Sheer greed may have lured the world's most notorious arms dealer, the Russian Viktor Bout, to his own capture in Thailand Thursday, under a U.S. criminal complaint for conspiracy to provide weapons to a Colombian rebel group.
Bout, who has been dubbed "The Merchant of Death" and allegedly fueled wars and violence in conflict zones around the globe in Africa, Central Asia, Europe and South America, was arrested by Thai authorities in conjunction with agents from the U.S. Drug Enforcement Administration after a months-long sting operation.
He was charged with conspiring to sell weapons to the Revolutionary Armed Forces of Colombia (FARC), a Colombian rebel organization that has been designated a terrorist organization by the U.S. State Department.
For years Bout, who has openly lived in Moscow since at least 2002, has been wanted by authorities worldwide for his lucrative business. He was arrested after an associate named Andrew Smulian began arranging a deal that the two allegedly believed would provide FARC with Igla surface-to-air missiles, attack helicopters and armor-piercing rocket launchers.
Smulian is also facing charges in the United States, according to the criminal complaint.
Bout, originally from Dushanbe, Tajikistan, has profited by allegedly providing weapons and transport into the world's most hostile environments, including civil wars in the Congo, Sierra Leone and Liberia.
Bout allegedly profited from U.S. contracts in Iraq when the United States unwittingly used some of Bout's pilots to fly supplies into the country after the fall of Saddam Hussein. In 2005, the Treasury Department noted that Bout earned $50 million by supplying arms to the Taliban .
According to law enforcement officials, Bout now was allegedly looking to make a profit in Colombia, a region that has endured years of fighting between the Colombian Army and FARC rebels. The current deal was initially to be for $5 million in weapons, and according to court documents Bout was looking to unload more than 100 tons of weapons.
"He was offering the arms and the transportation," a senior law enforcement official told ABC News on Thursday. "Moving anything, anywhere, anytime … he believed he was facilitating trade with narcoterrorists."
Asked by ABC News why Bout agreed to take a chance on the Thailand meeting, leaving Russia after refusing meetings in Europe because of warrants seeking his arrest, the official said, "Greed … he believed it was a legitimate meeting."
Through the use of confidential sources, agents from the DEA's Special Operation Division devised a sting that ultimately led to Bout's capture.
The DEA used paid informants and a series of meetings that spanned the globe — from Curacao, Netherlands Antilles off the coast of Venezuela, to Denmark and Bucharest, Romania — to take down Bout and Smulian.
Using wiretaps and surveillance, DEA agents were able to intercept alleged communications by Bout signing off on the plan to provide the weapons to the FARC rebels.

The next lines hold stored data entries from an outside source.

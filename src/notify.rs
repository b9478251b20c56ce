//! Completion email
//!
//! Sent through a plain SMTP relay without authentication.

use lettre::message::header::ContentType;
use lettre::{Message, SmtpTransport, Transport};
use tracing::info;

use crate::config::settings::NotificationConfig;
use crate::error::{BackupError, BackupResult};

/// A completion notice ready to be sent
#[derive(Debug, Clone, PartialEq, Eq)]
pub struct Notice {
    pub subject: String,
    pub body: String,
}

impl Notice {
    /// `"<filename> backed up in <HH:MM:SS>"`, subject `"Backup of <domain> completed"`
    pub fn completed(domain: &str, filename: &str, elapsed: &str) -> Self {
        Self {
            subject: format!("Backup of {} completed", domain),
            body: format!("{} backed up in {}", filename, elapsed),
        }
    }
}

/// Delivers completion notices
pub trait Notifier {
    fn send(&self, notice: &Notice) -> BackupResult<()>;
}

/// Sends notices as plain-text email
pub struct SmtpNotifier {
    config: NotificationConfig,
    transport: SmtpTransport,
}

impl SmtpNotifier {
    /// Create a new SmtpNotifier
    pub fn new(config: NotificationConfig) -> Self {
        let transport = SmtpTransport::builder_dangerous(config.smtp_host.as_str())
            .port(config.smtp_port)
            .timeout(Some(config.timeout))
            .build();

        Self { config, transport }
    }

    /// Build the email for a notice
    pub fn message(&self, notice: &Notice) -> BackupResult<Message> {
        Message::builder()
            .from(self.config.sender.clone())
            .to(self.config.receiver.clone())
            .subject(notice.subject.as_str())
            .header(ContentType::TEXT_PLAIN)
            .body(notice.body.clone())
            .map_err(|e| BackupError::Notification(format!("Failed to build email: {}", e)))
    }
}

impl Notifier for SmtpNotifier {
    fn send(&self, notice: &Notice) -> BackupResult<()> {
        let message = self.message(notice)?;

        self.transport.send(&message).map_err(|e| {
            BackupError::Notification(format!(
                "Failed to send email via {}:{}: {}",
                self.config.smtp_host, self.config.smtp_port, e
            ))
        })?;

        info!("Notification sent to {}", self.config.receiver);
        Ok(())
    }
}
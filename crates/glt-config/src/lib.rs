//! glt-config
//!
//! Tracker configuration: poll cadence, route selection, feed endpoint
//! and overlay asset paths. Loaded from a JSON file; the MBTA API key is
//! read from the environment only and must never appear in the config
//! file or in logs.

use std::path::PathBuf;

use anyhow::{bail, Context, Result};
use serde::{Deserialize, Serialize};
use serde_json::Value;

/// Poll cadence bounds. The MBTA feed refreshes roughly every 10s;
/// polling faster burns quota for identical data, polling slower than a
/// minute makes the map visibly stale.
pub const MIN_POLL_INTERVAL_SECS: u64 = 5;
pub const MAX_POLL_INTERVAL_SECS: u64 = 60;

const DEFAULT_POLL_INTERVAL_SECS: u64 = 10;
const DEFAULT_API_BASE_URL: &str = "http://realtime.mbta.com/developer/api/v2";
const DEFAULT_API_KEY_ENV: &str = "MBTA_API_KEY";

/// Green Line surface branches (B, C, D) as v2 route ids.
fn default_route_ids() -> Vec<String> {
    vec!["810_".to_string(), "813_".to_string(), "823_".to_string()]
}

fn default_poll_interval() -> u64 {
    DEFAULT_POLL_INTERVAL_SECS
}

fn default_api_base_url() -> String {
    DEFAULT_API_BASE_URL.to_string()
}

fn default_api_key_env() -> String {
    DEFAULT_API_KEY_ENV.to_string()
}

/// Effective tracker configuration.
#[derive(Clone, Debug, PartialEq, Serialize, Deserialize)]
#[serde(deny_unknown_fields)]
pub struct TrackerConfig {
    /// Seconds between reconciliation cycles.
    #[serde(default = "default_poll_interval")]
    pub poll_interval_seconds: u64,

    /// Route ids passed to `predictionsbyroutes`.
    #[serde(default = "default_route_ids")]
    pub route_ids: Vec<String>,

    /// Feed endpoint; overridable for tests against a mock server.
    #[serde(default = "default_api_base_url")]
    pub api_base_url: String,

    /// Name of the environment variable holding the API key.
    #[serde(default = "default_api_key_env")]
    pub api_key_env: String,

    /// Optional bundled polyline CSV for the route overlay.
    #[serde(default)]
    pub route_csv: Option<PathBuf>,

    /// Optional bundled station CSV for the route overlay.
    #[serde(default)]
    pub stations_csv: Option<PathBuf>,
}

impl Default for TrackerConfig {
    fn default() -> Self {
        Self {
            poll_interval_seconds: default_poll_interval(),
            route_ids: default_route_ids(),
            api_base_url: default_api_base_url(),
            api_key_env: default_api_key_env(),
            route_csv: None,
            stations_csv: None,
        }
    }
}

impl TrackerConfig {
    /// Load and validate a config file.
    pub fn load_from_file(path: &std::path::Path) -> Result<Self> {
        let raw = std::fs::read_to_string(path)
            .with_context(|| format!("read config '{}'", path.display()))?;
        Self::from_json_str(&raw)
    }

    /// Parse and validate config from JSON text.
    pub fn from_json_str(raw: &str) -> Result<Self> {
        let json: Value = serde_json::from_str(raw).context("config is not valid JSON")?;
        reject_inline_secrets(&json)?;
        let cfg: TrackerConfig =
            serde_json::from_value(json).context("config has an invalid shape")?;
        cfg.validate()?;
        Ok(cfg)
    }

    /// Validate field constraints. Called by the loaders; call it
    /// directly when building a config in code.
    pub fn validate(&self) -> Result<()> {
        if self.poll_interval_seconds < MIN_POLL_INTERVAL_SECS
            || self.poll_interval_seconds > MAX_POLL_INTERVAL_SECS
        {
            bail!(
                "poll_interval_seconds={} out of range [{MIN_POLL_INTERVAL_SECS}, {MAX_POLL_INTERVAL_SECS}]",
                self.poll_interval_seconds
            );
        }
        if self.route_ids.is_empty() {
            bail!("route_ids must not be empty");
        }
        if self.route_ids.iter().any(|r| r.trim().is_empty()) {
            bail!("route_ids must not contain blank entries");
        }
        if self.api_base_url.trim().is_empty() {
            bail!("api_base_url must not be empty");
        }
        Ok(())
    }

    /// Read the API key from the configured environment variable.
    ///
    /// The returned value must never be logged.
    pub fn api_key(&self) -> Result<String> {
        let key = std::env::var(&self.api_key_env).with_context(|| {
            format!(
                "API key environment variable '{}' is not set",
                self.api_key_env
            )
        })?;
        if key.trim().is_empty() {
            bail!("API key environment variable '{}' is empty", self.api_key_env);
        }
        Ok(key)
    }
}

/// The key lives in the environment, not the file. Fail closed if a
/// config tries to embed one under any nesting.
fn reject_inline_secrets(json: &Value) -> Result<()> {
    fn walk(v: &Value) -> Option<&str> {
        match v {
            Value::Object(map) => {
                for (k, child) in map {
                    if k.eq_ignore_ascii_case("api_key") {
                        return Some("api_key");
                    }
                    if let Some(hit) = walk(child) {
                        return Some(hit);
                    }
                }
                None
            }
            Value::Array(items) => items.iter().find_map(walk),
            _ => None,
        }
    }

    if let Some(field) = walk(json) {
        bail!("config must not embed '{field}'; set it via the environment instead");
    }
    Ok(())
}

During a Feb. 7, 2008, meeting in Bucharest with Smulian and one of the confidential sources associated with FARC, Bout, who was believed to be speaking by phone from Russia, allegedly said, "It's a really good plan to do … I think it will work because what you told me that they [the FARC are] very excited, this most important."
U.S. Attorney Michael Garcia said the sting had established the suspects' criminality. "For Bout and Smulian the arms deal was very real," he said. "They demonstrated their willingness to both support a terrorist organization and their capacity to do so. They knew the weapons they agreed to sell were destined for a terrorist organization."
Federal prosecutors will seek to extradite Bout to face charges in the United States, and earlier Thursday Russian law enforcement officials told the official Russian state news agency RIA Novosti that Russia may seek Bout's extradition as well.
Although Bout has been wanted by many countries, Russia has never investigated him. Russia is reluctant to allow the extradition of its citizens to other countries, and the move could hamper the Justice Department's efforts.
The DEA has had recent success in tracking down some of the world's most prolific arms traders who have tried to sell weapons to the FARC.
The Bout apprehension follows the June 2007 arrest of alleged arms dealer Monzer al Kassar and two of his associates by the DEA, along with the Spanish National Police. Kassar, known as the "The Prince of Marbella," is believed to be responsible for numerous arms deals across the Middle East, including some with elements of the Iraqi insurgency, according to U.S. officials.
"These are the engines that have fed the mayhem around the world for years and years," a federal official involved in the investigation of Bout said.